→ Items from a dataset
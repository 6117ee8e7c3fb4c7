use async_trait::async_trait;
use papaya::HashMap as PapayaHashMap;
use std::sync::Arc;

use dentiq_core::{
    Invoice, InvoiceItem, Notification, StaffRole, StaffUser, Treatment, Visit, VisitState,
    generate_id, now_utc,
};
use dentiq_storage::{
    InvoiceStore, NewInvoice, NewInvoiceItem, NewNotification, NotificationStore, StaffDirectory,
    StorageError, TreatmentStore, VisitStore,
};

pub type StorageKey = String; // Format: "clinic_id/id"

pub(crate) fn make_storage_key(clinic_id: &str, id: &str) -> StorageKey {
    format!("{clinic_id}/{id}")
}

/// In-memory backend for every Dentiq store trait.
///
/// All maps are papaya lock-free hash maps; rows are cloned on read. Clinic
/// scoping is part of the key, so cross-clinic reads miss by construction.
#[derive(Debug, Default)]
pub struct InMemoryStorage {
    visits: Arc<PapayaHashMap<StorageKey, Visit>>,
    staff: Arc<PapayaHashMap<StorageKey, StaffUser>>,
    treatments: Arc<PapayaHashMap<StorageKey, Treatment>>,
    notifications: Arc<PapayaHashMap<StorageKey, Notification>>,
    invoices: Arc<PapayaHashMap<StorageKey, Invoice>>,
    /// Keyed by invoice id; items are written once at invoice insert.
    invoice_items: Arc<PapayaHashMap<String, Vec<InvoiceItem>>>,
}

impl InMemoryStorage {
    pub fn new() -> Self {
        Self::default()
    }

    /// Seeds a staff user. Intended for bootstrap and tests.
    pub fn add_staff_user(&self, user: StaffUser) {
        let key = make_storage_key(&user.clinic_id, &user.id);
        let guard = self.staff.pin();
        guard.insert(key, user);
    }

    /// Seeds a treatment catalog entry. Intended for bootstrap and tests.
    pub fn add_treatment(&self, treatment: Treatment) {
        let key = make_storage_key(&treatment.clinic_id, &treatment.id);
        let guard = self.treatments.pin();
        guard.insert(key, treatment);
    }

    /// Number of stored notifications across all clinics. Test helper.
    pub fn notification_count(&self) -> usize {
        self.notifications.pin().len()
    }

    /// Number of stored invoices across all clinics. Test helper.
    pub fn invoice_count(&self) -> usize {
        self.invoices.pin().len()
    }
}

#[async_trait]
impl VisitStore for InMemoryStorage {
    async fn create(&self, visit: Visit) -> Result<Visit, StorageError> {
        let key = make_storage_key(&visit.clinic_id, &visit.id);
        let guard = self.visits.pin();

        if guard.get(&key).is_some() {
            return Err(StorageError::already_exists("Visit", &visit.id));
        }

        guard.insert(key, visit.clone());
        Ok(visit)
    }

    async fn get(&self, clinic_id: &str, id: &str) -> Result<Option<Visit>, StorageError> {
        let key = make_storage_key(clinic_id, id);
        let guard = self.visits.pin();
        Ok(guard.get(&key).cloned())
    }

    async fn update_status(
        &self,
        clinic_id: &str,
        id: &str,
        status: VisitState,
    ) -> Result<Visit, StorageError> {
        let key = make_storage_key(clinic_id, id);
        let guard = self.visits.pin();

        let mut visit = guard
            .get(&key)
            .ok_or_else(|| StorageError::not_found("Visit", id))?
            .clone();

        visit.transition_to(status);
        guard.insert(key, visit.clone());
        Ok(visit)
    }

    async fn list_by_clinic(&self, clinic_id: &str) -> Result<Vec<Visit>, StorageError> {
        let prefix = format!("{clinic_id}/");
        let guard = self.visits.pin();
        let mut visits: Vec<Visit> = guard
            .iter()
            .filter(|(k, _)| k.starts_with(&prefix))
            .map(|(_, v)| v.clone())
            .collect();
        visits.sort_by(|a, b| a.created_at.cmp(&b.created_at));
        Ok(visits)
    }
}

#[async_trait]
impl StaffDirectory for InMemoryStorage {
    async fn users_in_roles(
        &self,
        clinic_id: &str,
        roles: &[StaffRole],
    ) -> Result<Vec<StaffUser>, StorageError> {
        let prefix = format!("{clinic_id}/");
        let guard = self.staff.pin();
        let mut users: Vec<StaffUser> = guard
            .iter()
            .filter(|(k, u)| k.starts_with(&prefix) && roles.contains(&u.role))
            .map(|(_, u)| u.clone())
            .collect();
        users.sort_by(|a, b| a.id.cmp(&b.id));
        Ok(users)
    }
}

#[async_trait]
impl TreatmentStore for InMemoryStorage {
    async fn list(&self, clinic_id: &str) -> Result<Vec<Treatment>, StorageError> {
        let prefix = format!("{clinic_id}/");
        let guard = self.treatments.pin();
        let mut treatments: Vec<Treatment> = guard
            .iter()
            .filter(|(k, _)| k.starts_with(&prefix))
            .map(|(_, t)| t.clone())
            .collect();
        treatments.sort_by(|a, b| a.id.cmp(&b.id));
        Ok(treatments)
    }
}

#[async_trait]
impl NotificationStore for InMemoryStorage {
    async fn insert(&self, row: NewNotification) -> Result<Notification, StorageError> {
        let notification = Notification {
            id: generate_id(),
            clinic_id: row.clinic_id,
            user_id: row.user_id,
            kind: row.kind,
            title: row.title,
            message: row.message,
            link: row.link,
            entity_type: row.entity_type,
            entity_id: row.entity_id,
            read: false,
            created_at: now_utc(),
        };

        let key = make_storage_key(&notification.clinic_id, &notification.id);
        let guard = self.notifications.pin();
        guard.insert(key, notification.clone());
        Ok(notification)
    }

    async fn list_for_user(
        &self,
        clinic_id: &str,
        user_id: &str,
    ) -> Result<Vec<Notification>, StorageError> {
        let prefix = format!("{clinic_id}/");
        let guard = self.notifications.pin();
        let mut rows: Vec<Notification> = guard
            .iter()
            .filter(|(k, n)| k.starts_with(&prefix) && n.user_id == user_id)
            .map(|(_, n)| n.clone())
            .collect();
        rows.sort_by(|a, b| b.created_at.cmp(&a.created_at));
        Ok(rows)
    }

    async fn mark_read(&self, clinic_id: &str, id: &str) -> Result<Notification, StorageError> {
        let key = make_storage_key(clinic_id, id);
        let guard = self.notifications.pin();

        let mut notification = guard
            .get(&key)
            .ok_or_else(|| StorageError::not_found("Notification", id))?
            .clone();

        notification.read = true;
        guard.insert(key, notification.clone());
        Ok(notification)
    }
}

#[async_trait]
impl InvoiceStore for InMemoryStorage {
    async fn find_active_by_appointment(
        &self,
        clinic_id: &str,
        appointment_id: &str,
    ) -> Result<Option<Invoice>, StorageError> {
        let prefix = format!("{clinic_id}/");
        let guard = self.invoices.pin();
        Ok(guard
            .iter()
            .filter(|(k, _)| k.starts_with(&prefix))
            .map(|(_, i)| i)
            .find(|i| i.appointment_id == appointment_id && i.is_active())
            .cloned())
    }

    async fn insert(
        &self,
        invoice: NewInvoice,
        items: Vec<NewInvoiceItem>,
    ) -> Result<Invoice, StorageError> {
        let stored = Invoice {
            id: generate_id(),
            clinic_id: invoice.clinic_id,
            appointment_id: invoice.appointment_id,
            number: invoice.number,
            status: invoice.status,
            total_amount: invoice.total_amount,
            due_date: invoice.due_date,
            created_at: now_utc(),
        };

        let stored_items: Vec<InvoiceItem> = items
            .into_iter()
            .map(|item| InvoiceItem {
                id: generate_id(),
                invoice_id: stored.id.clone(),
                description: item.description,
                quantity: item.quantity,
                unit_price: item.unit_price,
            })
            .collect();

        let key = make_storage_key(&stored.clinic_id, &stored.id);
        self.invoices.pin().insert(key, stored.clone());
        self.invoice_items
            .pin()
            .insert(stored.id.clone(), stored_items);
        Ok(stored)
    }

    async fn get(&self, clinic_id: &str, id: &str) -> Result<Option<Invoice>, StorageError> {
        let key = make_storage_key(clinic_id, id);
        let guard = self.invoices.pin();
        Ok(guard.get(&key).cloned())
    }

    async fn items(&self, invoice_id: &str) -> Result<Vec<InvoiceItem>, StorageError> {
        let guard = self.invoice_items.pin();
        Ok(guard.get(invoice_id).cloned().unwrap_or_default())
    }

    async fn list_by_clinic(&self, clinic_id: &str) -> Result<Vec<Invoice>, StorageError> {
        let prefix = format!("{clinic_id}/");
        let guard = self.invoices.pin();
        let mut invoices: Vec<Invoice> = guard
            .iter()
            .filter(|(k, _)| k.starts_with(&prefix))
            .map(|(_, i)| i.clone())
            .collect();
        invoices.sort_by(|a, b| a.created_at.cmp(&b.created_at));
        Ok(invoices)
    }
}

#[cfg(test)]
mod tests {
    use super::*;
    use dentiq_core::{InvoiceStatus, NotificationKind};
    use dentiq_storage::NewNotification;
    use time::macros::date;

    fn new_notification(clinic: &str, user: &str) -> NewNotification {
        NewNotification {
            clinic_id: clinic.into(),
            user_id: user.into(),
            kind: NotificationKind::VisitStatusUpdate,
            title: "Visit update".into(),
            message: "Visit BILLED: Patient.".into(),
            link: "/calendar?appointment=appt-1".into(),
            entity_type: "visit".into(),
            entity_id: "v1".into(),
        }
    }

    fn new_invoice(clinic: &str, appointment: &str) -> NewInvoice {
        NewInvoice {
            clinic_id: clinic.into(),
            appointment_id: appointment.into(),
            number: "INV-123456".into(),
            status: InvoiceStatus::Pending,
            total_amount: 7500,
            due_date: date!(2026 - 05 - 01),
        }
    }

    #[tokio::test]
    async fn test_visit_create_and_get() {
        let storage = InMemoryStorage::new();
        let visit = Visit::new("v1", "clinic-1", "appt-1");

        storage.create(visit.clone()).await.unwrap();
        let fetched = VisitStore::get(&storage, "clinic-1", "v1")
            .await
            .unwrap()
            .unwrap();
        assert_eq!(fetched.id, "v1");

        // Same id under another clinic misses
        assert!(
            VisitStore::get(&storage, "clinic-2", "v1")
                .await
                .unwrap()
                .is_none()
        );
    }

    #[tokio::test]
    async fn test_visit_create_conflict() {
        let storage = InMemoryStorage::new();
        let visit = Visit::new("v1", "clinic-1", "appt-1");
        storage.create(visit.clone()).await.unwrap();

        let err = storage.create(visit).await.unwrap_err();
        assert!(matches!(err, StorageError::AlreadyExists { .. }));
    }

    #[tokio::test]
    async fn test_visit_update_status() {
        let storage = InMemoryStorage::new();
        storage
            .create(Visit::new("v1", "clinic-1", "appt-1"))
            .await
            .unwrap();

        let updated = storage
            .update_status("clinic-1", "v1", VisitState::ReadyForExam)
            .await
            .unwrap();
        assert_eq!(updated.status, VisitState::ReadyForExam);

        let err = storage
            .update_status("clinic-1", "missing", VisitState::Billed)
            .await
            .unwrap_err();
        assert!(err.is_not_found());
    }

    #[tokio::test]
    async fn test_staff_role_filter() {
        let storage = InMemoryStorage::new();
        storage.add_staff_user(StaffUser::new("u1", "clinic-1", StaffRole::Receptionist));
        storage.add_staff_user(StaffUser::new("u2", "clinic-1", StaffRole::Accountant));
        storage.add_staff_user(StaffUser::new("u3", "clinic-1", StaffRole::Dentist));
        storage.add_staff_user(StaffUser::new("u4", "clinic-2", StaffRole::Receptionist));

        let front_desk = storage
            .users_in_roles("clinic-1", &StaffRole::FRONT_DESK)
            .await
            .unwrap();
        let ids: Vec<&str> = front_desk.iter().map(|u| u.id.as_str()).collect();
        assert_eq!(ids, ["u1", "u2"]);

        let admins = storage
            .users_in_roles("clinic-1", &StaffRole::ADMINS)
            .await
            .unwrap();
        assert!(admins.is_empty());
    }

    #[tokio::test]
    async fn test_notification_insert_and_list() {
        let storage = InMemoryStorage::new();
        NotificationStore::insert(&storage, new_notification("clinic-1", "u1"))
            .await
            .unwrap();
        NotificationStore::insert(&storage, new_notification("clinic-1", "u2"))
            .await
            .unwrap();

        let rows = storage.list_for_user("clinic-1", "u1").await.unwrap();
        assert_eq!(rows.len(), 1);
        assert!(!rows[0].read);
        assert_eq!(storage.notification_count(), 2);
    }

    #[tokio::test]
    async fn test_notification_mark_read() {
        let storage = InMemoryStorage::new();
        let n = NotificationStore::insert(&storage, new_notification("clinic-1", "u1"))
            .await
            .unwrap();

        let updated = storage.mark_read("clinic-1", &n.id).await.unwrap();
        assert!(updated.read);

        let err = storage.mark_read("clinic-1", "missing").await.unwrap_err();
        assert!(err.is_not_found());
    }

    #[tokio::test]
    async fn test_invoice_insert_with_items() {
        let storage = InMemoryStorage::new();
        let invoice = InvoiceStore::insert(
            &storage,
            new_invoice("clinic-1", "appt-1"),
            vec![NewInvoiceItem {
                description: "Cleaning".into(),
                quantity: 1,
                unit_price: 7500,
            }],
        )
        .await
        .unwrap();

        let items = storage.items(&invoice.id).await.unwrap();
        assert_eq!(items.len(), 1);
        assert_eq!(items[0].description, "Cleaning");
        assert_eq!(items[0].invoice_id, invoice.id);
    }

    #[tokio::test]
    async fn test_find_active_by_appointment_skips_cancelled() {
        let storage = InMemoryStorage::new();
        let mut cancelled = new_invoice("clinic-1", "appt-1");
        cancelled.status = InvoiceStatus::Cancelled;
        InvoiceStore::insert(&storage, cancelled, Vec::new())
            .await
            .unwrap();

        assert!(
            storage
                .find_active_by_appointment("clinic-1", "appt-1")
                .await
                .unwrap()
                .is_none()
        );

        InvoiceStore::insert(&storage, new_invoice("clinic-1", "appt-1"), Vec::new())
            .await
            .unwrap();
        let found = storage
            .find_active_by_appointment("clinic-1", "appt-1")
            .await
            .unwrap();
        assert!(found.is_some());
        assert_eq!(found.unwrap().status, InvoiceStatus::Pending);
    }

    #[tokio::test]
    async fn test_invoice_list_scoped_by_clinic() {
        let storage = InMemoryStorage::new();
        InvoiceStore::insert(&storage, new_invoice("clinic-1", "appt-1"), Vec::new())
            .await
            .unwrap();
        InvoiceStore::insert(&storage, new_invoice("clinic-2", "appt-2"), Vec::new())
            .await
            .unwrap();

        let rows = InvoiceStore::list_by_clinic(&storage, "clinic-1").await.unwrap();
        assert_eq!(rows.len(), 1);
        assert_eq!(rows[0].appointment_id, "appt-1");
    }
}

→ PROBLEM TO WORK ON
If a line comes after the one that contains "pub fn add_treatment(&self, treatment: Treatment)", leave it out; return every line of the entries up to that point exactly, starting with the first, with that line included.

→ PROBLEM SOLUTION
repository 6117ee8e7c3fb4c7
use async_trait::async_trait;
use papaya::HashMap as PapayaHashMap;
use std::sync::Arc;

use dentiq_core::{
    Invoice, InvoiceItem, Notification, StaffRole, StaffUser, Treatment, Visit, VisitState,
    generate_id, now_utc,
};
use dentiq_storage::{
    InvoiceStore, NewInvoice, NewInvoiceItem, NewNotification, NotificationStore, StaffDirectory,
    StorageError, TreatmentStore, VisitStore,
};

pub type StorageKey = String; // Format: "clinic_id/id"

pub(crate) fn make_storage_key(clinic_id: &str, id: &str) -> StorageKey {
    format!("{clinic_id}/{id}")
}

/// In-memory backend for every Dentiq store trait.
///
/// All maps are papaya lock-free hash maps; rows are cloned on read. Clinic
/// scoping is part of the key, so cross-clinic reads miss by construction.
#[derive(Debug, Default)]
pub struct InMemoryStorage {
    visits: Arc<PapayaHashMap<StorageKey, Visit>>,
    staff: Arc<PapayaHashMap<StorageKey, StaffUser>>,
    treatments: Arc<PapayaHashMap<StorageKey, Treatment>>,
    notifications: Arc<PapayaHashMap<StorageKey, Notification>>,
    invoices: Arc<PapayaHashMap<StorageKey, Invoice>>,
    /// Keyed by invoice id; items are written once at invoice insert.
    invoice_items: Arc<PapayaHashMap<String, Vec<InvoiceItem>>>,
}

impl InMemoryStorage {
    pub fn new() -> Self {
        Self::default()
    }

    /// Seeds a staff user. Intended for bootstrap and tests.
    pub fn add_staff_user(&self, user: StaffUser) {
        let key = make_storage_key(&user.clinic_id, &user.id);
        let guard = self.staff.pin();
        guard.insert(key, user);
    }

    /// Seeds a treatment catalog entry. Intended for bootstrap and tests.
    pub fn add_treatment(&self, treatment: Treatment) {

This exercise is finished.